Geschichtlicher Rückblick im Verband der Ersatzkassen / Vdek – wo die folgenden Kassen Mitglied sind: HEK, TK, Barmer Ersatzkasse, DAK, KKH und HKK

Der geschichtliche Rückblick auf der Webseite des Verbandes aller Ersatzkassen erwähnt die Zeit der Verschickungskinder leider gar nicht in ihrer ausführlichen Broschüre: 100 Jahre Vdek. Da diese aus dem Jahr 2016 stammt, wo das Thema Wir würden uns freuen, wenn dies bei einer Neuauflage korrigiert würde.

Die Kinderverschickungen waren über 30 Jahre ein bedeutender Aufgabenbereich des Verbandes und seiner Krankenkassen: HEK, TK, Barmer Ersatzkasse, DAK, KKH und HKK, viele der Ersatzkassen haben nicht nur die Verschickungen großzügig unterstützt und beworben, sondern haben auch selbst Verschickungsheime betrieben, wie z.B. in Wyk auf Föhr, wo das Kindererholungsheim „Schloss am Meer“ z.B. einen großen Schriftzug „Ein Heim der Barmer Ersatzkasse“ auf seinem Hausgiebel aufgebracht hatte.
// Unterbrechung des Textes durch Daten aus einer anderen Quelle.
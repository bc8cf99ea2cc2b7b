use crate::core::{BoardError, Result};
use crate::model::examiner::{ExternalExaminer, InternalExaminer};
use lazy_static::lazy_static;
use regex::Regex;
use serde::{Deserialize, Serialize};
use std::fmt;
use uuid::Uuid;

lazy_static! {
    // Module codes become part of a partition file name.
    static ref MODULE_CODE: Regex = Regex::new(r"^[A-Za-z0-9][A-Za-z0-9_-]{0,31}$").unwrap();
}

pub fn validate_module_code(code: &str) -> Result<()> {
    if MODULE_CODE.is_match(code) {
        Ok(())
    } else {
        Err(BoardError::validation(format!(
            "Invalid module code '{}': use 1-32 letters, digits, '-' or '_'",
            code
        )))
    }
}

/// A taught module together with value copies of its two examiners.
#[derive(Debug, Clone, PartialEq, Eq, Serialize, Deserialize)]
pub struct Module {
    pub code: String,
    pub title: String,
    pub registrations: u32,
    pub program_code: String,
    pub program_title: String,
    pub year: u16,
    pub school: String,
    pub department: String,
    pub internal_examiner: InternalExaminer,
    pub external_examiner: ExternalExaminer,
}

/// Field values for a new module; examiners are referenced by id and
/// resolved against the examiner registry when the module is created.
#[derive(Debug, Clone, PartialEq, Eq, Serialize, Deserialize)]
pub struct ModuleDraft {
    pub code: String,
    pub title: String,
    pub registrations: u32,
    pub program_code: String,
    pub program_title: String,
    pub year: u16,
    pub school: String,
    pub department: String,
    pub internal_examiner_id: Uuid,
    pub external_examiner_id: Uuid,
}

impl ModuleDraft {
    pub fn into_module(
        self,
        internal_examiner: InternalExaminer,
        external_examiner: ExternalExaminer,
    ) -> Module {
        Module {
            code: self.code,
            title: self.title,
            registrations: self.registrations,
            program_code: self.program_code,
            program_title: self.program_title,
            year: self.year,
            school: self.school,
            department: self.department,
            internal_examiner,
            external_examiner,
        }
    }
}

impl fmt::Display for Module {
    fn fmt(&self, f: &mut fmt::Formatter<'_>) -> fmt::Result {
        writeln!(f, "Module Info:")?;
        writeln!(f, "  Module Code: {}", self.code)?;
        writeln!(f, "  Module Title: {}", self.title)?;
        writeln!(f, "  Registrations: {}", self.registrations)?;
        writeln!(f, "  Program Code: {}", self.program_code)?;
        writeln!(f, "  Program Title: {}", self.program_title)?;
        writeln!(f, "  Year: {}", self.year)?;
        writeln!(f, "  School: {}", self.school)?;
        writeln!(f, "  Department: {}", self.department)?;
        writeln!(f, "  Internal Examiner: {} ({})", self.internal_examiner.name, self.internal_examiner.id)?;
        writeln!(f, "  External Examiner: {} ({})", self.external_examiner.name, self.external_examiner.id)
    }
}
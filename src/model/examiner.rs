//! Examiner records.
//!
//! Examiners are immutable once created. Each one carries a surrogate `id`
//! assigned at creation so two examiners sharing a name stay distinguishable
//! wherever a module embeds a copy of them.

use serde::{Deserialize, Serialize};
use std::fmt;
use uuid::Uuid;

#[derive(Debug, Clone, Copy, PartialEq, Eq, Hash, Serialize, Deserialize)]
pub enum ExaminerKind {
    Internal,
    External,
}

impl ExaminerKind {
    pub fn from_str(s: &str) -> Option<Self> {
        match s.to_ascii_lowercase().as_str() {
            "internal" | "int" | "i" => Some(Self::Internal),
            "external" | "ext" | "e" => Some(Self::External),
            _ => None,
        }
    }
}

impl fmt::Display for ExaminerKind {
    fn fmt(&self, f: &mut fmt::Formatter<'_>) -> fmt::Result {
        match self {
            Self::Internal => write!(f, "INTERNAL"),
            Self::External => write!(f, "EXTERNAL"),
        }
    }
}

#[derive(Debug, Clone, PartialEq, Eq, Serialize, Deserialize)]
pub struct InternalExaminer {
    pub id: Uuid,
    pub name: String,
    pub department: String,
    pub school: String,
    pub email: String,
    pub registration_number: u32,
}

#[derive(Debug, Clone, PartialEq, Eq, Serialize, Deserialize)]
pub struct ExternalExaminer {
    pub id: Uuid,
    pub name: String,
    pub department: String,
    pub institution: String,
}

#[derive(Debug, Clone, PartialEq, Eq, Serialize, Deserialize)]
pub enum Examiner {
    Internal(InternalExaminer),
    External(ExternalExaminer),
}

impl Examiner {
    pub fn id(&self) -> Uuid {
        match self {
            Self::Internal(examiner) => examiner.id,
            Self::External(examiner) => examiner.id,
        }
    }

    pub fn name(&self) -> &str {
        match self {
            Self::Internal(examiner) => &examiner.name,
            Self::External(examiner) => &examiner.name,
        }
    }

    pub fn department(&self) -> &str {
        match self {
            Self::Internal(examiner) => &examiner.department,
            Self::External(examiner) => &examiner.department,
        }
    }

    pub fn kind(&self) -> ExaminerKind {
        match self {
            Self::Internal(_) => ExaminerKind::Internal,
            Self::External(_) => ExaminerKind::External,
        }
    }

    pub fn as_internal(&self) -> Option<&InternalExaminer> {
        match self {
            Self::Internal(examiner) => Some(examiner),
            Self::External(_) => None,
        }
    }

    pub fn as_external(&self) -> Option<&ExternalExaminer> {
        match self {
            Self::External(examiner) => Some(examiner),
            Self::Internal(_) => None,
        }
    }
}

/// Field values for a new examiner; the registry assigns the id.
#[derive(Debug, Clone, PartialEq, Eq, Serialize, Deserialize)]
pub enum ExaminerDraft {
    Internal {
        name: String,
        department: String,
        school: String,
        email: String,
        registration_number: u32,
    },
    External {
        name: String,
        department: String,
        institution: String,
    },
}

impl ExaminerDraft {
    pub fn name(&self) -> &str {
        match self {
            Self::Internal { name, .. } | Self::External { name, .. } => name,
        }
    }

    pub fn into_examiner(self, id: Uuid) -> Examiner {
        match self {
            Self::Internal {
                name,
                department,
                school,
                email,
                registration_number,
            } => Examiner::Internal(InternalExaminer {
                id,
                name,
                department,
                school,
                email,
                registration_number,
            }),
            Self::External {
                name,
                department,
                institution,
            } => Examiner::External(ExternalExaminer {
                id,
                name,
                department,
                institution,
            }),
        }
    }
}

impl fmt::Display for InternalExaminer {
    fn fmt(&self, f: &mut fmt::Formatter<'_>) -> fmt::Result {
        writeln!(f, "Internal Examiner Details:")?;
        writeln!(f, "    Id: {}", self.id)?;
        writeln!(f, "    Name: {}", self.name)?;
        writeln!(f, "    Department: {}", self.department)?;
        writeln!(f, "    School: {}", self.school)?;
        writeln!(f, "    Email: {}", self.email)?;
        writeln!(f, "    CRN: {}", self.registration_number)
    }
}

impl fmt::Display for ExternalExaminer {
    fn fmt(&self, f: &mut fmt::Formatter<'_>) -> fmt::Result {
        writeln!(f, "External Examiner Details:")?;
        writeln!(f, "    Id: {}", self.id)?;
        writeln!(f, "    Name: {}", self.name)?;
        writeln!(f, "    Department: {}", self.department)?;
        writeln!(f, "    Institution: {}", self.institution)
    }
}

impl fmt::Display for Examiner {
    fn fmt(&self, f: &mut fmt::Formatter<'_>) -> fmt::Result {
        match self {
            Self::Internal(examiner) => examiner.fmt(f),
            Self::External(examiner) => examiner.fmt(f),
        }
    }
}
Wichtig ist, dass sich die Krankenkassen dem Anliegen und Gedenken an die Angst und die Schmerzen der Verschickungskinder von damals auch heute widmen. Dies könnte durch durch öffentliche Beachtung und historische Würdigung ihrer Leiden geschehen, und geschieht in Einzelfällen schon, wie z.B. durch Beteiligung an der Bundesstudie der HU, oder Beteiligung an Mahnmalen an bedeutenden Verschickungsorten, aber auch der Spitzenverband Vdek sollte dieses Geschehen in seinem Geschichtsrückblick nicht vergessen. Immer noch geschieht es, dass Betroffene von Ärzten und Therapeuten gesagt bekommen, dass sie die an ihnen ausgeübten Gewalttaten nicht glauben oder sich nicht vorstellen können. Wenn diese in offiziellen Geschichtsrückblicken mit keinem Wort erwähnt werden, können sie zu gar keinem anderen Schluss kommen. Das wünschen wir uns anders, wir würden uns freuen, wenn der Vdek sich an einer historischen Aufarbeitung insofern beteiligt, dass dazu auch auf den Internetseiten ihres Verbandes bedauernd hingewiesen wird.

Schreibt an den Vdek, dass sie sich an unserer wichtigen Aufarbeitung durch Anerkennung beteiligen. Denn was ist eine Aufarbeitung wert, die keinen Niederschlag in der Öffentlichkeit erfährt. Wie kann sich da die Tatsache, dass diese Kindererholungskuren für die Kinder sehr oft nicht schön, sondern traumatisch waren, in der Öffentlichkeit durchsetzen, wenn die Schicksale von Tausenden von Menschen, die heute 60/70 Jahre alt sind und z.T. ihr ganzes Leben unter diesen Verschickungserlebnissen gelitten haben, weiterhin verschwiegen werden? Schreibt an den Vdek, dass der Geschichtsrückblick in Bezug auf die Leidensgeschichte der Verschickungskinder korrigiert werden müsste. Ebensolche Geschichtsrückblicke, in denen unsere Vorkommnisse bedauernd ewähnt werden, dürfen auch auf keiner der Seiten der im Vdek organisierten Ersatzkassen fehlen, denn grade sie haben sich in den 50er-80/90er Jahren ganz besonders im Bereich der Kinderverschickungen engagiert. Auch sie haben Beschwerdebriefe von Eltern ignoriert und auch sie haben mitgeholfen, dass nichts über die in den Heimen herrschenden Gewaltbedingungen öffentlich werden konnten!